朝かと思っていた千春は拍子抜けした気分で起き上がった。脱ぎ散らかしっぱなしの服から適当に見繕ってもそもそと着込み、部屋を出ようとしてあわてて鏡を覗き込んで髪を整えた。

 とんとんと階段を降りてリビングに入ると、溝口先生ともう一人、知らない女性がソファに座っていた。慌てて姿勢を正し、挨拶をすると、溝口先生が、

「体調はどう?」と訊いてきた。ずる休みなのにと思い、恥じ入りながら、

「もう、大丈夫です」と答えた。

そう、と言うと、先生は一呼吸入れた後、同伴の女性を紹介した。

「こちらは、深沢さんのお母さんよ」

 千春は恐縮したままソファに座った。先生に改めて紹介されると、静かに深沢の母は口を開いた。

「昨日は寒いなか、皆さまに来ていただいて本当に感謝しております」

昨日会ったはずだったが、全く記憶になかった。恥ずかしいような気持ちのまま、深沢の母の方を見ていた。

「実は、智美の日記の中に、広瀬さんのことが書いてあったので、一度お会いしたいと思って、先生にお願いして連れてきていただきました」

そう言いながらハンドバッグから丁寧にノートを差し出した。ピンクのカバーの小さな日記帳だった。目で確認を取り、ゆっくりと手を伸ばした。そっと手に載せてみると、羅紗地の生地が手に馴染む。貴重品を扱うようにゆっくりとページを繰ると、深沢の性格を表すかのように端正な文字が整然と綴られていた。神聖な経文を目にしたようで、千春はその場で読むことができなかった。顔を上げると、暖かな目で見つめられていることに気づいた。

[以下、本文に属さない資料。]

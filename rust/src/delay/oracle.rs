//! On-demand longest path between two nodes.

use crate::graph::{NodeId, OrderedGraph};

/// Answers single `max_delay` queries without a precomputed table.
#[derive(Clone, Copy, Debug)]
pub struct LongestPathOracle<'g> {
    graph: &'g OrderedGraph,
}

impl<'g> LongestPathOracle<'g> {
    pub fn new(graph: &'g OrderedGraph) -> Self {
        Self { graph }
    }

    /// Longest path delay from `src` to `dst`, 0 if `src >= dst` or unreachable.
    ///
    /// Relaxes successors over the id window `[src, dst]` only, using a table
    /// indexed by offset from `src`.
    pub fn max_delay(&self, src: NodeId, dst: NodeId) -> u32 {
        if src >= dst {
            return 0;
        }
        let offset = src as usize;
        let span = (dst - src) as usize + 1;
        let mut delays: Vec<Option<u32>> = vec![None; span];
        delays[0] = Some(0);

        for i in 0..span - 1 {
            let Some(current) = delays[i] else {
                continue;
            };
            for &succ in &self.graph.node((i + offset) as NodeId).next {
                if succ > dst {
                    continue;
                }
                let candidate = current + self.graph.node(succ).delay;
                let slot = &mut delays[succ as usize - offset];
                if slot.map_or(true, |d| d < candidate) {
                    *slot = Some(candidate);
                }
            }
        }
        delays[span - 1].unwrap_or(0)
    }
}

#[cfg(test)]
mod tests {
    use super::*;
    use crate::graph::{fixtures, NetlistBuilder};
    use crate::topo::topological_order;

    #[test]
    fn test_lecture_example() {
        let graph = topological_order(&fixtures::lecture_example());
        let oracle = LongestPathOracle::new(&graph);
        // a, b, g1, c, g2, y
        assert_eq!(oracle.max_delay(0, 5), 2);
        assert_eq!(oracle.max_delay(3, 5), 2);
        assert_eq!(oracle.max_delay(0, 4), 0);
        assert_eq!(oracle.max_delay(5, 0), 0);
        assert_eq!(oracle.max_delay(2, 2), 0);
    }

    #[test]
    fn test_picks_longest_of_reconvergent_paths() {
        let mut b = NetlistBuilder::new(0, 1, 1);
        b.add_input("a").unwrap();
        b.add_output("y").unwrap();
        b.add_node("slow", 10, false, false, &["a"]).unwrap();
        b.add_node("fast", 2, false, false, &["a"]).unwrap();
        b.add_gate("y", &["slow", "fast"]).unwrap();
        let graph = topological_order(&b.build().unwrap());

        let oracle = LongestPathOracle::new(&graph);
        let a = 0;
        let y = graph.len() as NodeId - 1;
        assert_eq!(oracle.max_delay(a, y), 11);
    }
}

 「智美は…」深沢の母親は、身を崩すこともなく淡々と話し出した。


「…おとなしい子でしたから、いじめられることもないほど、おとなしい子でしたから、あまり友達もいませんでした。…それに、体が悪くて、小さいころから何回も入院して、学校もよく休みましたから、よけいおとなしくなって…。それでも、よく勉強して、緑ヶ丘に受かったときは、本当に喜んでいました…。…あんなに、感情を出して、喜んだ智美を見たのは……、あの子がまだ小さいころ以来でした。…でも、体は一向に良くならなくて、よく休みました。あの日も……、…こんなことになるとは思いませんでした」


 千春はじっと聞いていた。本当に死んだんだと、いま、ようやく実感された。昨日あれだけ泣いたのに、泣いたのは一体どうしてだったんだろう、と思いながら、また涙が出てきた。

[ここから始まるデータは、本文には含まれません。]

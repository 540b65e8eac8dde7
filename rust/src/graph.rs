//! Netlist graph model.
//!
//! Nodes live in a single arena (`Vec<Node>`) and refer to each other by index.
//! A [`Netlist`] is indexed by construction order; an [`OrderedGraph`] is the
//! same circuit re-indexed so that the index of a node is its topological id.

use rustc_hash::FxHashSet;
use thiserror::Error;

use crate::config::ClusteringConfig;
use crate::interner::SignalInterner;

/// Index of a node in its arena.
pub type NodeId = u32;

/// Suffix appended to a latch input signal to name the primary output that
/// terminates it.
pub const LATCH_SINK_SUFFIX: &str = "$latch";

/// Errors raised while building or validating a netlist.
#[derive(Error, Debug, Clone, PartialEq, Eq)]
pub enum GraphError {
    #[error("Driver '{signal}' of '{sink}' is not declared")]
    UnknownSignal { signal: String, sink: String },
    #[error("Signal '{0}' is declared more than once")]
    DuplicateSignal(String),
    #[error("Signal '{0}' already has a driver")]
    DuplicateDriver(String),
    #[error("Edge {from} -> {to} violates topological order (cycle in netlist?)")]
    NotTopological { from: NodeId, to: NodeId },
}

/// A gate, primary input or primary output.
#[derive(Clone, Debug, PartialEq, Eq)]
pub struct Node {
    pub name: String,
    pub delay: u32,
    pub is_pi: bool,
    pub is_po: bool,
    pub prev: Vec<NodeId>,
    pub next: Vec<NodeId>,
}

impl Node {
    pub fn new(name: impl Into<String>, delay: u32, is_pi: bool, is_po: bool) -> Self {
        Self {
            name: name.into(),
            delay,
            is_pi,
            is_po,
            prev: Vec::new(),
            next: Vec::new(),
        }
    }
}

/// A finite circuit as produced by the builder, indexed by declaration order.
#[derive(Clone, Debug, Default)]
pub struct Netlist {
    nodes: Vec<Node>,
    signals: SignalInterner,
}

impl Netlist {
    pub fn len(&self) -> usize {
        self.nodes.len()
    }

    pub fn is_empty(&self) -> bool {
        self.nodes.is_empty()
    }

    #[inline]
    pub fn node(&self, id: NodeId) -> &Node {
        &self.nodes[id as usize]
    }

    pub fn nodes(&self) -> &[Node] {
        &self.nodes
    }

    /// Arena index of the node driving `name`.
    pub fn find(&self, name: &str) -> Option<NodeId> {
        self.signals.get(name)
    }

    /// Primary outputs in declaration order.
    pub fn primary_outputs(&self) -> Vec<NodeId> {
        (0..self.nodes.len() as NodeId)
            .filter(|&id| self.nodes[id as usize].is_po)
            .collect()
    }

    pub fn primary_inputs(&self) -> Vec<NodeId> {
        (0..self.nodes.len() as NodeId)
            .filter(|&id| self.nodes[id as usize].is_pi)
            .collect()
    }
}

/// Incremental netlist construction by signal name.
///
/// Fan-in lists are resolved in [`NetlistBuilder::build`], so a gate may name
/// drivers that are declared after it.
#[derive(Debug, Clone)]
pub struct NetlistBuilder {
    pi_delay: u32,
    po_delay: u32,
    node_delay: u32,
    signals: SignalInterner,
    nodes: Vec<Node>,
    fanin: Vec<Option<Vec<String>>>,
}

impl NetlistBuilder {
    pub fn new(pi_delay: u32, po_delay: u32, node_delay: u32) -> Self {
        Self {
            pi_delay,
            po_delay,
            node_delay,
            signals: SignalInterner::default(),
            nodes: Vec::new(),
            fanin: Vec::new(),
        }
    }

    pub fn from_config(config: &ClusteringConfig) -> Self {
        Self::new(config.pi_delay, config.po_delay, config.node_delay)
    }

    /// Delay given to a node of this kind when none is specified.
    pub fn default_delay(&self, is_pi: bool, is_po: bool) -> u32 {
        if is_pi {
            self.pi_delay
        } else if is_po {
            self.po_delay
        } else {
            self.node_delay
        }
    }

    fn declare(&mut self, node: Node) -> Result<NodeId, GraphError> {
        let (id, added) = self.signals.intern(&node.name);
        if !added {
            return Err(GraphError::DuplicateSignal(node.name));
        }
        self.nodes.push(node);
        self.fanin.push(None);
        Ok(id)
    }

    fn attach_fanin(&mut self, id: NodeId, fanin: &[&str]) -> Result<(), GraphError> {
        let idx = id as usize;
        if self.fanin[idx].is_some() || self.nodes[idx].is_pi {
            return Err(GraphError::DuplicateDriver(self.nodes[idx].name.clone()));
        }
        self.fanin[idx] = Some(fanin.iter().map(|s| s.to_string()).collect());
        Ok(())
    }

    pub fn add_input(&mut self, name: &str) -> Result<NodeId, GraphError> {
        self.declare(Node::new(name, self.pi_delay, true, false))
    }

    pub fn add_output(&mut self, name: &str) -> Result<NodeId, GraphError> {
        self.declare(Node::new(name, self.po_delay, false, true))
    }

    /// Declare the gate driving `name`.
    ///
    /// If `name` was already declared as an output, the fan-in is attached to
    /// that output and its delay is kept.
    pub fn add_gate(&mut self, name: &str, fanin: &[&str]) -> Result<NodeId, GraphError> {
        let id = match self.signals.get(name) {
            Some(id) => id,
            None => self.declare(Node::new(name, self.node_delay, false, false))?,
        };
        self.attach_fanin(id, fanin)?;
        Ok(id)
    }

    /// Declare a node with explicit delay and port flags.
    pub fn add_node(
        &mut self,
        name: &str,
        delay: u32,
        is_pi: bool,
        is_po: bool,
        fanin: &[&str],
    ) -> Result<NodeId, GraphError> {
        let id = self.declare(Node::new(name, delay, is_pi, is_po))?;
        if !fanin.is_empty() {
            self.attach_fanin(id, fanin)?;
        }
        Ok(id)
    }

    /// Split a latch into a primary output sink for `d` and a primary input `q`.
    ///
    /// Returns `(sink, source)`.
    pub fn add_latch(&mut self, d: &str, q: &str) -> Result<(NodeId, NodeId), GraphError> {
        let sink_name = format!("{d}{LATCH_SINK_SUFFIX}");
        let sink = self.declare(Node::new(sink_name, self.po_delay, false, true))?;
        self.attach_fanin(sink, &[d])?;
        let source = self.add_input(q)?;
        Ok((sink, source))
    }

    /// Resolve all fan-in names and link predecessors/successors.
    pub fn build(self) -> Result<Netlist, GraphError> {
        let mut nodes = self.nodes;
        for (idx, fanin) in self.fanin.into_iter().enumerate() {
            let Some(fanin) = fanin else {
                continue;
            };
            for signal in fanin {
                let driver = self.signals.get(&signal).ok_or_else(|| {
                    GraphError::UnknownSignal {
                        signal: signal.clone(),
                        sink: nodes[idx].name.clone(),
                    }
                })?;
                nodes[idx].prev.push(driver);
                nodes[driver as usize].next.push(idx as NodeId);
            }
        }
        Ok(Netlist {
            nodes,
            signals: self.signals,
        })
    }
}

/// A netlist restricted to the nodes reachable from a primary output and
/// re-indexed in topological order.
///
/// `prev`/`next` of every node hold topological ids.
#[derive(Clone, Debug, Default)]
pub struct OrderedGraph {
    nodes: Vec<Node>,
    arena_ids: Vec<NodeId>,
    outputs: Vec<NodeId>,
}

impl OrderedGraph {
    pub(crate) fn from_parts(nodes: Vec<Node>, arena_ids: Vec<NodeId>, outputs: Vec<NodeId>) -> Self {
        Self {
            nodes,
            arena_ids,
            outputs,
        }
    }

    pub fn len(&self) -> usize {
        self.nodes.len()
    }

    pub fn is_empty(&self) -> bool {
        self.nodes.is_empty()
    }

    #[inline]
    pub fn node(&self, id: NodeId) -> &Node {
        &self.nodes[id as usize]
    }

    pub fn nodes(&self) -> &[Node] {
        &self.nodes
    }

    /// Index of the node in the source [`Netlist`].
    pub fn arena_id(&self, id: NodeId) -> NodeId {
        self.arena_ids[id as usize]
    }

    /// Primary outputs (topological ids) in netlist declaration order.
    pub fn outputs(&self) -> &[NodeId] {
        &self.outputs
    }

    /// Check that every edge goes from a lower to a higher id.
    pub fn check_topological(&self) -> Result<(), GraphError> {
        for (to, node) in self.nodes.iter().enumerate() {
            if let Some(&from) = node.prev.iter().find(|&&p| p as usize >= to) {
                return Err(GraphError::NotTopological {
                    from,
                    to: to as NodeId,
                });
            }
        }
        Ok(())
    }

    /// All transitive predecessors of `v`, excluding `v`, in discovery order.
    pub fn ancestors(&self, v: NodeId) -> Vec<NodeId> {
        let mut seen: FxHashSet<NodeId> = FxHashSet::default();
        let mut result = Vec::new();
        let mut stack: Vec<NodeId> = self.node(v).prev.iter().rev().copied().collect();
        while let Some(n) = stack.pop() {
            if n == v || !seen.insert(n) {
                continue;
            }
            result.push(n);
            stack.extend(self.node(n).prev.iter().rev().copied());
        }
        result
    }
}

#[cfg(test)]
pub(crate) mod fixtures {
    use super::*;

    /// 3 inputs, two 2-input gates, one output.
    pub fn lecture_example() -> Netlist {
        let mut b = NetlistBuilder::new(0, 1, 1);
        b.add_input("a").unwrap();
        b.add_input("b").unwrap();
        b.add_input("c").unwrap();
        b.add_output("y").unwrap();
        b.add_gate("g1", &["a", "b"]).unwrap();
        b.add_gate("g2", &["b", "c"]).unwrap();
        b.add_gate("y", &["g1", "g2"]).unwrap();
        b.build().unwrap()
    }

    /// A chain in -> n0 -> n1 -> ... -> out.
    pub fn chain(len: usize) -> Netlist {
        let mut b = NetlistBuilder::new(0, 1, 1);
        b.add_input("in").unwrap();
        b.add_output("out").unwrap();
        let mut driver = "in".to_string();
        for i in 0..len {
            let name = format!("n{i}");
            b.add_gate(&name, &[driver.as_str()]).unwrap();
            driver = name;
        }
        b.add_gate("out", &[driver.as_str()]).unwrap();
        b.build().unwrap()
    }

    /// Two outputs sharing logic, a latch and reconvergent paths.
    pub fn sequential_circuit() -> Netlist {
        let mut b = NetlistBuilder::new(0, 1, 1);
        for name in ["a", "b", "c", "d"] {
            b.add_input(name).unwrap();
        }
        b.add_output("x").unwrap();
        b.add_output("y").unwrap();
        b.add_gate("g1", &["a", "b"]).unwrap();
        b.add_gate("g2", &["b", "c"]).unwrap();
        b.add_gate("g3", &["g1", "g2"]).unwrap();
        b.add_gate("g4", &["g3", "d", "q"]).unwrap();
        b.add_gate("g5", &["g4", "g2"]).unwrap();
        b.add_gate("g6", &["g5", "g1"]).unwrap();
        b.add_gate("g7", &["g6", "g3"]).unwrap();
        b.add_gate("x", &["g7"]).unwrap();
        b.add_gate("y", &["g5", "c"]).unwrap();
        b.add_latch("g6", "q").unwrap();
        b.build().unwrap()
    }
}

#[cfg(test)]
mod tests {
    use super::*;

    #[test]
    fn test_builder_links_both_directions() {
        let netlist = fixtures::lecture_example();
        assert_eq!(netlist.len(), 6);

        let g1 = netlist.find("g1").unwrap();
        let a = netlist.find("a").unwrap();
        let y = netlist.find("y").unwrap();

        assert_eq!(netlist.node(g1).prev, vec![a, netlist.find("b").unwrap()]);
        assert!(netlist.node(a).next.contains(&g1));
        assert!(netlist.node(g1).next.contains(&y));
        assert_eq!(netlist.primary_outputs(), vec![y]);
        assert_eq!(netlist.primary_inputs().len(), 3);
    }

    #[test]
    fn test_gate_on_output_keeps_output_delay() {
        let mut b = NetlistBuilder::new(0, 5, 1);
        b.add_input("a").unwrap();
        let y = b.add_output("y").unwrap();
        assert_eq!(b.add_gate("y", &["a"]).unwrap(), y);
        let netlist = b.build().unwrap();

        let node = netlist.node(y);
        assert!(node.is_po);
        assert_eq!(node.delay, 5);
        assert_eq!(node.prev.len(), 1);
    }

    #[test]
    fn test_unknown_driver_is_error() {
        let mut b = NetlistBuilder::new(0, 1, 1);
        b.add_output("y").unwrap();
        b.add_gate("y", &["ghost"]).unwrap();
        assert_eq!(
            b.build().unwrap_err(),
            GraphError::UnknownSignal {
                signal: "ghost".to_string(),
                sink: "y".to_string()
            }
        );
    }

    #[test]
    fn test_duplicate_declarations() {
        let mut b = NetlistBuilder::new(0, 1, 1);
        b.add_input("a").unwrap();
        assert_eq!(
            b.add_input("a"),
            Err(GraphError::DuplicateSignal("a".to_string()))
        );
        b.add_gate("g", &["a"]).unwrap();
        assert_eq!(
            b.add_gate("g", &["a"]),
            Err(GraphError::DuplicateDriver("g".to_string()))
        );
        assert_eq!(
            b.add_gate("a", &["g"]),
            Err(GraphError::DuplicateDriver("a".to_string()))
        );
    }

    #[test]
    fn test_latch_split() {
        let netlist = fixtures::sequential_circuit();
        let q = netlist.find("q").unwrap();
        let sink = netlist.find(&format!("g6{LATCH_SINK_SUFFIX}")).unwrap();

        assert!(netlist.node(q).is_pi);
        assert!(netlist.node(sink).is_po);
        assert_eq!(netlist.node(sink).prev, vec![netlist.find("g6").unwrap()]);
        assert_eq!(netlist.primary_outputs().len(), 3);
    }

    #[test]
    fn test_add_node_explicit() {
        let mut b = NetlistBuilder::new(0, 1, 1);
        b.add_node("src", 2, true, false, &[]).unwrap();
        let sink = b.add_node("dst", 7, false, true, &["src"]).unwrap();
        let netlist = b.build().unwrap();
        assert_eq!(netlist.node(sink).delay, 7);
        assert_eq!(netlist.node(sink).prev.len(), 1);
    }
}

 「だから、智美は、ほとんど友達もいませんでした。本人もそれでいいんだと、思っている風でした。無理に、この学校に入ったのが悪かったんじゃないかとも、思ったこともあったんです。それで…、転校する、って訊いたら、本人は嫌だと云って、あぁ、この子はこれでもこの学校が気に入ってるんだと思ってそのままにしていたんです。……、でも、体の調子は良くならなくて、そのまま3年生になってしまって……

 あの子が亡くなって、私、何もできなくなって…あの子の部屋の中でぼうっとしてて、日記を見つけたんです。悪いとは思いながら、見てしまって、一晩中読んで、…それで、広瀬さんの名前を見つけて、どうしてもお会いしたかったんです。それで、先生にお願いして」


 深沢の母はそこまで言うと、絶句して涙を拭っていた。千春も堪えきれなくなって、漏らした涙を袖で拭った。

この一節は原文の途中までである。